My gaze landed on Riven.
“We have six days until the Eclipse,” he said, his voice low and steady. “We use every hour to prepare. We make sure that when we walk into that tower, we break the machine. And we survive it.”
THIRTY-THREE
Selene
The days of waiting were a slow suffocation. The Cistern tightened around us. Cut off from the sky, we measured time by the ache in our muscles and the dying glow-stones.
I sat on the edge of a stone bench, wiping sweat from my forehead with the back of my hand. The air in the atrium was cool, recycling the breath of the earth, but the exertion of the last hour had left me burning.

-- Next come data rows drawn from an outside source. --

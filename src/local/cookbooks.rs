use super::{list_subdirectories, LocalError, LocalRepo};
use crate::artifact::CookbookSegment;
use crate::utils::{to_slash_path, validate_name};
use std::collections::BTreeSet;
use std::path::PathBuf;
use tracing::debug;
use walkdir::{DirEntry, WalkDir};

/// A file that is part of a local cookbook
#[derive(Debug, Clone, PartialEq, Eq)]
pub struct CookbookFile {
    /// Path relative to the cookbook root, `/`-separated
    pub path: String,
    pub segment: CookbookSegment,
    pub full_path: PathBuf,
}

fn is_hidden(entry: &DirEntry) -> bool {
    entry.depth() > 0
        && entry
            .file_name()
            .to_str()
            .map(|s| s.starts_with('.'))
            .unwrap_or(false)
}

impl LocalRepo {
    /// Names of all cookbooks across the cookbook paths, sorted and deduplicated.
    ///
    /// Cookbook paths that do not exist are skipped; it is an error if none exist.
    pub async fn list_cookbooks(&self) -> Result<Vec<String>, LocalError> {
        let mut names = BTreeSet::new();
        let mut found_any = false;

        for path in &self.cookbook_paths {
            if !path.is_dir() {
                debug!(path = %path.display(), "Cookbook path does not exist, skipping");
                continue;
            }
            found_any = true;
            names.extend(list_subdirectories(path).await?);
        }

        if !found_any {
            let shown = self
                .cookbook_paths
                .iter()
                .map(|p| p.display().to_string())
                .collect::<Vec<_>>()
                .join(", ");
            return Err(LocalError::DirectoryNotFound(shown));
        }

        Ok(names.into_iter().collect())
    }

    /// Locate a cookbook; the first cookbook path containing it wins
    pub fn find_cookbook(&self, name: &str) -> Result<PathBuf, LocalError> {
        validate_name("cookbook", name)?;

        self.cookbook_paths
            .iter()
            .map(|p| p.join(name))
            .find(|p| p.is_dir())
            .ok_or_else(|| LocalError::CookbookNotFound(name.to_string()))
    }

    /// The files of a cookbook that would be uploaded to the server, sorted by path
    pub async fn cookbook_files(&self, name: &str) -> Result<Vec<CookbookFile>, LocalError> {
        let root = self.find_cookbook(name)?;
        let mut files = Vec::new();

        for entry in WalkDir::new(&root)
            .min_depth(1)
            .sort_by_file_name()
            .into_iter()
            .filter_entry(|e| !is_hidden(e))
        {
            let entry = entry?;
            if !entry.file_type().is_file() {
                continue;
            }

            let Ok(relative) = entry.path().strip_prefix(&root) else {
                continue;
            };

            let Some(segment) = CookbookSegment::classify(relative) else {
                debug!(cookbook = name, path = %relative.display(), "Not part of any cookbook segment");
                continue;
            };

            files.push(CookbookFile {
                path: to_slash_path(relative),
                segment,
                full_path: entry.path().to_path_buf(),
            });
        }

        files.sort_by(|a, b| a.path.cmp(&b.path));
        Ok(files)
    }
}

#[cfg(test)]
mod tests {
    use super::*;
    use crate::config::DriftConfig;
    use std::path::Path;
    use tokio::fs;

    fn repo_with_cookbook_paths(paths: Vec<PathBuf>) -> LocalRepo {
        LocalRepo::new(&DriftConfig {
            cookbook_path: paths,
            ..Default::default()
        })
    }

    async fn write(path: &Path, content: &str) {
        fs::create_dir_all(path.parent().unwrap()).await.unwrap();
        fs::write(path, content).await.unwrap();
    }

    #[tokio::test]
    async fn test_list_cookbooks_merges_paths() {
        let dir = tempfile::tempdir().unwrap();
        let a = dir.path().join("cookbooks");
        let b = dir.path().join("site-cookbooks");
        fs::create_dir_all(a.join("nginx")).await.unwrap();
        fs::create_dir_all(a.join("apt")).await.unwrap();
        fs::create_dir_all(b.join("nginx")).await.unwrap();
        fs::create_dir_all(b.join("users")).await.unwrap();

        let repo = repo_with_cookbook_paths(vec![a, b, dir.path().join("missing")]);
        let names = repo.list_cookbooks().await.unwrap();
        assert_eq!(names, vec!["apt", "nginx", "users"]);
    }

    #[tokio::test]
    async fn test_list_cookbooks_no_paths_exist() {
        let dir = tempfile::tempdir().unwrap();
        let repo = repo_with_cookbook_paths(vec![dir.path().join("missing")]);
        assert!(matches!(
            repo.list_cookbooks().await,
            Err(LocalError::DirectoryNotFound(_))
        ));
    }

    #[tokio::test]
    async fn test_cookbook_files_only_includes_segments() {
        let dir = tempfile::tempdir().unwrap();
        let root = dir.path().join("cookbooks/nginx");
        write(&root.join("metadata.rb"), "name 'nginx'").await;
        write(&root.join("recipes/default.rb"), "package 'nginx'").await;
        write(&root.join("templates/default/nginx.conf.erb"), "server {}").await;
        write(&root.join("spec/default_spec.rb"), "describe").await;
        write(&root.join(".kitchen.yml"), "driver: vagrant").await;
        write(&root.join("recipes/.swp"), "junk").await;

        let repo = repo_with_cookbook_paths(vec![dir.path().join("cookbooks")]);
        let files = repo.cookbook_files("nginx").await.unwrap();
        let paths: Vec<_> = files.iter().map(|f| f.path.as_str()).collect();
        assert_eq!(
            paths,
            vec![
                "metadata.rb",
                "recipes/default.rb",
                "templates/default/nginx.conf.erb"
            ]
        );
        assert_eq!(files[0].segment, CookbookSegment::RootFiles);
        assert_eq!(files[2].segment, CookbookSegment::Templates);
    }

    #[tokio::test]
    async fn test_find_cookbook_first_path_wins() {
        let dir = tempfile::tempdir().unwrap();
        let a = dir.path().join("a");
        let b = dir.path().join("b");
        fs::create_dir_all(a.join("apt")).await.unwrap();
        fs::create_dir_all(b.join("apt")).await.unwrap();

        let repo = repo_with_cookbook_paths(vec![a.clone(), b]);
        assert_eq!(repo.find_cookbook("apt").unwrap(), a.join("apt"));
        assert!(matches!(
            repo.find_cookbook("nope"),
            Err(LocalError::CookbookNotFound(_))
        ));
        assert!(matches!(
            repo.find_cookbook("../a"),
            Err(LocalError::InvalidName(_))
        ));
    }
}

My skin still prickled with the effort of the earlier session. For three days, Riven had pushed me to manifest a barrier, a delicate shimmer of Light designed to cling to my frame. It felt brittle at first, a glass wall ready to crack under the slightest pressure, but today the golden radiance stayed steady. The speed of my progress surprised even me. My magic remained a new, volatile companion, yet it responded to my commands with a readiness that felt almost aggressive.
Across the room, the dull thud of a fist striking muscle echoed against the stone walls.
“Again,” Goranrumbled.
Dane pushed himself up from the floor in silence, his chest heaving, sweat soaking his t-shirt. He looked restored, a stark contrast to the broken shape he had been a week ago. Una’s magic had been the catalyst, knitting his spine back together and accelerating the natural resilience of his Varkyn blood.
Goran was trying to force the old Vor-Kahn discipline of dematerialising matter into him, a trick to keep the wolf clothed while Dane usually shredded everything he owned. The pile of ruined grey joggers in the corner suggested the lesson wasn’t sinking in, though I viewed his failures with the boredom of a partner who had seen him naked in enough alleyways to lose all sense of modesty. He was desperate to awaken that dormant blood to save his tactical gear, but for now, he was just losing layers.